Давайте-ка проанализируем значение этих дисциплинарных формальностей. Возьмем не N-й, а любой хорошо поставленный полк. Вы встречаете на улице или в обществе офицера этого полка и положительно любуетесь им: какая порядочность, какое благородство тона сказывается в самом простом приеме, например в отдании чести. Если вы человек истинно военный в душе, то вы не можете не заметить всех оттенков в манере человека, отдающего вам этот дисциплинарный долг, и если эта манера вас удовлетворяет, то вы не можете не любоваться ею как отражением прекрасных внутренних достоинств воина: здесь ясно сказывается гордость своим мундиром; любовь к своей части, где принято щеголять бравым строевым видом; довольство своей принадлежностью к военной корпорации; уважение к старшему чину, к мундиру чужого полка и т. д. Наконец, в этом заключается блестящий пример своим подчиненным, которые только и могут учиться таким примером, а не казенными нравоучениями. Конечно, отдание чести — это дисциплинарная частность, но для опытного военного глаза не остается никаких сомнений в том, что офицер, вложивший столько приличия в этот обряд, стоит на такой же высоте и в прочих дисциплинарностях: он наверно сумеет прилично выслушать и исполнить приказание начальника; никогда не проявит вредного критического духа по отношению к службе, не станет ворчать на маневрах и жаловаться на усталость, особенно в присутствии солдат и т. д., а умение такого человека держать себя в офицерском собрании и в обществе непременно будет гармонировать с этими прекрасными служебными достоинствами.
Славно живется и служится в полку, состоящем из таких офицеров; при таком духе решительно нет места для каких бы то ни было дисциплинарных взысканий, унизительных для офицерского достоинства. Ведь надо понять, что такая дисциплина непременно связана со взаимным уважением между начальником и подчиненным, без этого ее и установить невозможно: начальник, видя в подчиненном такт, умение всегда и везде держать себя, не может не проникнуться чувством уважения к нему, и вместо того, чтобы держать себя на дистанции с ним, вместо официального тона и всяческих подтягиваний, только и думает о том, как бы с ним деликатнее обойтись, не обидеть его самолюбия.

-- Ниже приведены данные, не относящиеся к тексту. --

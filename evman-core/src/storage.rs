//! Persistence sinks for the event store.

use std::io::ErrorKind;
use std::path::{Path, PathBuf};

use crate::error::EvmanResult;

/// Whole-content storage backing an [`EventStore`](crate::store::EventStore).
///
/// Reads and writes always cover the entire file; there is no append log.
pub trait Storage {
    /// Read the stored content. `None` if nothing has been stored yet.
    fn read(&self) -> EvmanResult<Option<String>>;

    /// Replace the stored content. Either all of `content` is stored or
    /// the previous content is left as it was.
    fn write(&mut self, content: &str) -> EvmanResult<()>;
}

/// Events file on disk.
#[derive(Debug, Clone)]
pub struct FileStorage {
    path: PathBuf,
}

impl FileStorage {
    pub fn new(path: impl Into<PathBuf>) -> Self {
        FileStorage { path: path.into() }
    }

    pub fn path(&self) -> &Path {
        &self.path
    }

    fn temp_path(&self) -> PathBuf {
        let mut name = self
            .path
            .file_name()
            .map(|n| n.to_os_string())
            .unwrap_or_else(|| "events".into());
        name.push(".tmp");
        self.path.with_file_name(name)
    }
}

impl Storage for FileStorage {
    fn read(&self) -> EvmanResult<Option<String>> {
        match std::fs::read_to_string(&self.path) {
            Ok(content) => Ok(Some(content)),
            Err(e) if e.kind() == ErrorKind::NotFound => Ok(None),
            Err(e) => Err(e.into()),
        }
    }

    fn write(&mut self, content: &str) -> EvmanResult<()> {
        if let Some(parent) = self.path.parent().filter(|p| !p.as_os_str().is_empty()) {
            std::fs::create_dir_all(parent)?;
        }

        let temp = self.temp_path();
        std::fs::write(&temp, content)?;
        if let Err(e) = std::fs::rename(&temp, &self.path) {
            let _ = std::fs::remove_file(&temp);
            return Err(e.into());
        }
        Ok(())
    }
}

/// In-memory storage, for tests and embedding.
#[derive(Debug, Clone, Default)]
pub struct MemoryStorage {
    content: Option<String>,
}

impl MemoryStorage {
    pub fn new() -> Self {
        Self::default()
    }

    pub fn with_content(content: impl Into<String>) -> Self {
        MemoryStorage {
            content: Some(content.into()),
        }
    }

    pub fn content(&self) -> Option<&str> {
        self.content.as_deref()
    }
}

impl Storage for MemoryStorage {
    fn read(&self) -> EvmanResult<Option<String>> {
        Ok(self.content.clone())
    }

    fn write(&mut self, content: &str) -> EvmanResult<()> {
        self.content = Some(content.to_string());
        Ok(())
    }
}

#[cfg(test)]
mod tests {
    use super::*;

    #[test]
    fn test_missing_file_reads_as_none() {
        let dir = tempfile::tempdir().unwrap();
        let storage = FileStorage::new(dir.path().join("events.txt"));

        assert_eq!(storage.read().unwrap(), None);
    }

    #[test]
    fn test_write_replaces_content_and_leaves_no_temp_file() {
        let dir = tempfile::tempdir().unwrap();
        let path = dir.path().join("events.txt");
        let mut storage = FileStorage::new(&path);

        storage.write("first\nsecond\n").unwrap();
        storage.write("third\n").unwrap();

        assert_eq!(std::fs::read_to_string(&path).unwrap(), "third\n");
        assert!(!dir.path().join("events.txt.tmp").exists());
    }

    #[test]
    fn test_write_creates_parent_directories() {
        let dir = tempfile::tempdir().unwrap();
        let path = dir.path().join("nested/data/events.txt");
        let mut storage = FileStorage::new(&path);

        storage.write("a|b|c|d|e\n").unwrap();

        assert_eq!(storage.read().unwrap().as_deref(), Some("a|b|c|d|e\n"));
    }

    #[test]
    fn test_reading_a_directory_is_an_error() {
        let dir = tempfile::tempdir().unwrap();
        let storage = FileStorage::new(dir.path());

        assert!(storage.read().is_err());
    }
}
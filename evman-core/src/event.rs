//! Event record types.
//!
//! Dates and times are kept as the text the user typed (`DD-MM-YYYY` and
//! `HH:MM`). They are only ever compared for exact equality, except for the
//! timeline which looks at the first two characters of the time.

use std::fmt;

/// A scheduled event.
#[derive(Debug, Clone, Default, PartialEq, Eq)]
pub struct Event {
    pub name: String,
    /// DD-MM-YYYY
    pub date: String,
    /// HH:MM
    pub time: String,
    /// Free-text category ("Meeting", "Birthday", ...)
    pub kind: String,
    pub location: String,
}

impl Event {
    pub fn new(
        name: impl Into<String>,
        date: impl Into<String>,
        time: impl Into<String>,
        kind: impl Into<String>,
        location: impl Into<String>,
    ) -> Self {
        Event {
            name: name.into(),
            date: date.into(),
            time: time.into(),
            kind: kind.into(),
            location: location.into(),
        }
    }

    /// Whether this event occupies the given date and time slot.
    pub fn occupies(&self, date: &str, time: &str) -> bool {
        self.date == date && self.time == time
    }

    /// Whether this event has the same name, date and time as `other`.
    pub fn same_triple(&self, other: &Event) -> bool {
        self.name == other.name && self.occupies(&other.date, &other.time)
    }

    /// Case-insensitive (ASCII only) substring match on name or kind.
    pub fn matches_keyword(&self, keyword_lower: &str) -> bool {
        self.name.to_ascii_lowercase().contains(keyword_lower)
            || self.kind.to_ascii_lowercase().contains(keyword_lower)
    }

    /// Field names paired with their values, in persisted order.
    pub fn fields(&self) -> [(&'static str, &str); 5] {
        [
            ("name", self.name.as_str()),
            ("date", self.date.as_str()),
            ("time", self.time.as_str()),
            ("type", self.kind.as_str()),
            ("location", self.location.as_str()),
        ]
    }
}

impl fmt::Display for Event {
    fn fmt(&self, f: &mut fmt::Formatter) -> fmt::Result {
        write!(f, "{} ({} {})", self.name, self.date, self.time)
    }
}

/// Replacement values for an edit. `None` keeps the current value.
#[derive(Debug, Clone, Default, PartialEq, Eq)]
pub struct EventPatch {
    pub name: Option<String>,
    pub date: Option<String>,
    pub time: Option<String>,
    pub kind: Option<String>,
    pub location: Option<String>,
}

impl EventPatch {
    /// Build a patch from raw user input, where an empty string means
    /// "keep the current value".
    pub fn from_inputs(
        name: Option<String>,
        date: Option<String>,
        time: Option<String>,
        kind: Option<String>,
        location: Option<String>,
    ) -> Self {
        EventPatch {
            name: non_empty(name),
            date: non_empty(date),
            time: non_empty(time),
            kind: non_empty(kind),
            location: non_empty(location),
        }
    }

    /// Apply the patch on top of `current`, returning the edited event.
    pub fn apply(&self, current: &Event) -> Event {
        let pick = |new: &Option<String>, old: &String| match new.as_deref() {
            Some(value) if !value.is_empty() => value.to_string(),
            _ => old.clone(),
        };

        Event {
            name: pick(&self.name, &current.name),
            date: pick(&self.date, &current.date),
            time: pick(&self.time, &current.time),
            kind: pick(&self.kind, &current.kind),
            location: pick(&self.location, &current.location),
        }
    }
}

fn non_empty(value: Option<String>) -> Option<String> {
    value.filter(|v| !v.is_empty())
}

#[cfg(test)]
mod tests {
    use super::*;

    fn standup() -> Event {
        Event::new("Standup", "01-03-2024", "09:00", "Meeting", "Room1")
    }

    #[test]
    fn test_patch_keeps_unset_fields() {
        let patch = EventPatch {
            location: Some("Room2".to_string()),
            ..Default::default()
        };

        let edited = patch.apply(&standup());

        assert_eq!(edited.location, "Room2");
        assert_eq!(edited.name, "Standup");
        assert_eq!(edited.date, "01-03-2024");
        assert_eq!(edited.time, "09:00");
        assert_eq!(edited.kind, "Meeting");
    }

    #[test]
    fn test_patch_from_inputs_treats_empty_as_keep() {
        let patch = EventPatch::from_inputs(
            Some(String::new()),
            None,
            Some("10:30".to_string()),
            Some(String::new()),
            None,
        );

        assert_eq!(patch.name, None);
        assert_eq!(patch.kind, None);
        assert_eq!(patch.time.as_deref(), Some("10:30"));
        assert_eq!(patch.apply(&standup()).time, "10:30");
    }

    #[test]
    fn test_keyword_match_is_ascii_case_insensitive() {
        let event = standup();

        assert!(event.matches_keyword("meet"));
        assert!(event.matches_keyword("stand"));
        assert!(!event.matches_keyword("room"));
    }
}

Как же подчиненному со своей стороны не уважать такого начальника?
Только при такой дисциплине возможно единодушие в офицерском обществе. Порядочность, воспитываемая общественным мнением, до того внедряется в плоть и кровь каждого офицера, что всякий выход из нее какого-нибудь отдельного лица претит натуре всего общества и встречается твердым, единодушным неодобрением.
При таком положении устанавливаются прекрасные товарищеские отношения между старшими и младшими, и слово «ты», столь вредное и опасное при обращении между людьми дурного тона, является здесь уместным, не представляющим никаких дисциплинарных неудобств.
Может быть, вы еще думаете, что такая дисциплина постоянно держит офицера в стеснительном, напряженном состоянии и лишает его одного из драгоценнейших в нашей жизни даров — свободы? Напротив, в то время, как люди дурного тона жмутся, чувствуют себя связанными в присутствии лиц, имеющих власть, люди, воспитанные в духе разумной дисциплины, держат себя с начальством совершенно непринужденно, исполняя все дисциплинарные тонкости по рефлексу… Идея военного братства только и может осуществляться в том обществе, где начальники не рискуют натолкнуться на бестактность подчиненных, а подчиненные на резкость со стороны начальников. Истинная дисциплина именно к этому и ведет; ее девиз: отдай начальнику весь положенный долг и умей при этом держать себя с гордым сознанием своего офицерского достоинства. Нетрудно понять, что педантичное исполнение дисциплинарных требований не оставляет места для неловкого или унизительного положения офицера; наоборот — всякое упущение в этом отношении, всякий расчет на слабость или снисходительность начальника унижают офицерское достоинство. Как это все просто, и как еще много есть недалеких людей, которые этого не понимают…
— Верно, верно! Ей-богу, правда! — послышался опять голос полковника, и этот голос показался нам растроганным. Вся фигура полковника, исполненная благоговейного интереса, тянулась к рассказчику.